- [Saved entries]
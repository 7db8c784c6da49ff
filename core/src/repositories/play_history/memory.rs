//! In-memory implementation of PlayHistoryRepository

use async_trait::async_trait;
use chrono::{DateTime, Utc};
use std::collections::HashMap;
use std::sync::Arc;
use tokio::sync::RwLock;
use uuid::Uuid;

use crate::domain::entities::PlayHistoryRecord;
use crate::errors::DomainError;

use super::trait_::PlayHistoryRepository;

/// Play counters keyed by (account, song)
///
/// The whole read-modify-write of an upsert runs under one write lock.
#[derive(Clone, Default)]
pub struct InMemoryPlayHistoryRepository {
    records: Arc<RwLock<HashMap<(Uuid, i64), PlayHistoryRecord>>>,
}

impl InMemoryPlayHistoryRepository {
    pub fn new() -> Self {
        Self::default()
    }

    pub async fn count(&self) -> usize {
        self.records.read().await.len()
    }
}

#[async_trait]
impl PlayHistoryRepository for InMemoryPlayHistoryRepository {
    async fn upsert_increment(
        &self,
        account_id: Uuid,
        song_id: i64,
        accessed_at: DateTime<Utc>,
    ) -> Result<PlayHistoryRecord, DomainError> {
        let mut records = self.records.write().await;
        let record = records
            .entry((account_id, song_id))
            .and_modify(|r| r.register_access(accessed_at))
            .or_insert_with(|| PlayHistoryRecord::first_access(account_id, song_id, accessed_at));
        Ok(record.clone())
    }

    async fn find(
        &self,
        account_id: Uuid,
        song_id: i64,
    ) -> Result<Option<PlayHistoryRecord>, DomainError> {
        Ok(self.records.read().await.get(&(account_id, song_id)).cloned())
    }

    async fn list_for_account(
        &self,
        account_id: Uuid,
    ) -> Result<Vec<PlayHistoryRecord>, DomainError> {
        let records = self.records.read().await;
        let mut owned: Vec<_> = records
            .values()
            .filter(|r| r.account_id == account_id)
            .cloned()
            .collect();
        owned.sort_by(|a, b| b.accessed_at.cmp(&a.accessed_at));
        Ok(owned)
    }
}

- [Required work] Set down each record again, exactly as written.

- [Response]
repository 7db8c784c6da49ff
filename core/src/repositories/play_history/memory.rs
//! In-memory implementation of PlayHistoryRepository

use async_trait::async_trait;
use chrono::{DateTime, Utc};
use std::collections::HashMap;
use std::sync::Arc;
use tokio::sync::RwLock;
use uuid::Uuid;

use crate::domain::entities::PlayHistoryRecord;
use crate::errors::DomainError;

use super::trait_::PlayHistoryRepository;

/// Play counters keyed by (account, song)
///
/// The whole read-modify-write of an upsert runs under one write lock.
#[derive(Clone, Default)]
pub struct InMemoryPlayHistoryRepository {
    records: Arc<RwLock<HashMap<(Uuid, i64), PlayHistoryRecord>>>,
}

impl InMemoryPlayHistoryRepository {
    pub fn new() -> Self {
        Self::default()
    }

    pub async fn count(&self) -> usize {
        self.records.read().await.len()
    }
}

#[async_trait]
impl PlayHistoryRepository for InMemoryPlayHistoryRepository {
    async fn upsert_increment(
        &self,
        account_id: Uuid,
        song_id: i64,
        accessed_at: DateTime<Utc>,
    ) -> Result<PlayHistoryRecord, DomainError> {
        let mut records = self.records.write().await;
        let record = records
            .entry((account_id, song_id))
            .and_modify(|r| r.register_access(accessed_at))
            .or_insert_with(|| PlayHistoryRecord::first_access(account_id, song_id, accessed_at));
        Ok(record.clone())
    }

    async fn find(
        &self,
        account_id: Uuid,
        song_id: i64,
    ) -> Result<Option<PlayHistoryRecord>, DomainError> {
        Ok(self.records.read().await.get(&(account_id, song_id)).cloned())
    }

    async fn list_for_account(
        &self,
        account_id: Uuid,
    ) -> Result<Vec<PlayHistoryRecord>, DomainError> {
        let records = self.records.read().await;
        let mut owned: Vec<_> = records
            .values()
            .filter(|r| r.account_id == account_id)
            .cloned()
            .collect();
        owned.sort_by(|a, b| b.accessed_at.cmp(&a.accessed_at));
        Ok(owned)
    }
}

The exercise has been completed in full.